• **The problem**:
Here are the records. Write out exactly the lines between the one holding "interleave_lines(&lines, &mut out);" and the one holding "assert_eq!(info.channels, 2);", inclusive.

[Collected data entries]

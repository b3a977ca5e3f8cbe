//! Integration tests for cadence-io soundcards and WAV output.

use cadence_core::{AudioSignal, SampleBuffer, SampleFormat, SharedSignal};
use cadence_io::{
    OfflineSoundcard, Soundcard, WavFormat, interleave_lines, read_wav_info, read_wav_interleaved,
};
use tempfile::NamedTempFile;

const BUFFER: usize = 32;

fn line(value: f32) -> SharedSignal {
    let mut signal = AudioSignal::new(48000, BUFFER, SampleFormat::Float);
    signal.stream_resize(1);
    *signal.buffer_mut(0).unwrap() = SampleBuffer::Float(vec![value; BUFFER]);
    signal.into_shared()
}

// ---------------------------------------------------------------------------
// Offline rendering
// ---------------------------------------------------------------------------

#[test]
fn offline_render_to_s16_wav() {
    let lines = [line(0.5), line(-0.25)];
    let mut card = OfflineSoundcard::new(48000, BUFFER, 2, SampleFormat::Signed16);
    let mut out = vec![0.0; BUFFER * 2];

    for _ in 0..4 {
        interleave_lines(&lines, &mut out);
        card.play(&out).unwrap();
        card.tic().unwrap();
    }
    // lines were drained after the first tic
    assert_eq!(card.frames(), BUFFER * 4);
    assert!(card.samples()[BUFFER * 2..].iter().all(|&s| s == 0.0));

    let file = NamedTempFile::new().unwrap();
    card.write_wav(file.path()).unwrap();

    let info = read_wav_info(file.path()).unwrap();
    assert_eq!(info.channels, 2);
    assert_eq!(info.bits_per_sample, 16);
    assert_eq!(info.format, WavFormat::Pcm);
    assert_eq!(info.num_frames, (BUFFER * 4) as u64);

    let (samples, _) = read_wav_interleaved(file.path()).unwrap();
    assert!((samples[0] - 0.5).abs() < 1e-4);
    assert!((samples[1] + 0.25).abs() < 1e-4);
}

#[test]
fn offline_render_float_keeps_precision() {
    let mut card = OfflineSoundcard::new(44100, 4, 1, SampleFormat::Float);
    card.play(&[0.1, 0.2, 0.3, 0.4]).unwrap();

    let file = NamedTempFile::new().unwrap();
    card.write_wav(file.path()).unwrap();

    let (samples, spec) = read_wav_interleaved(file.path()).unwrap();
    assert_eq!(spec.sample_rate, 44100);
    assert_eq!(samples, [0.1, 0.2, 0.3, 0.4]);
}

• **Response area**:
        interleave_lines(&lines, &mut out);
        card.play(&out).unwrap();
        card.tic().unwrap();
    }
    // lines were drained after the first tic
    assert_eq!(card.frames(), BUFFER * 4);
    assert!(card.samples()[BUFFER * 2..].iter().all(|&s| s == 0.0));

    let file = NamedTempFile::new().unwrap();
    card.write_wav(file.path()).unwrap();

    let info = read_wav_info(file.path()).unwrap();
    assert_eq!(info.channels, 2);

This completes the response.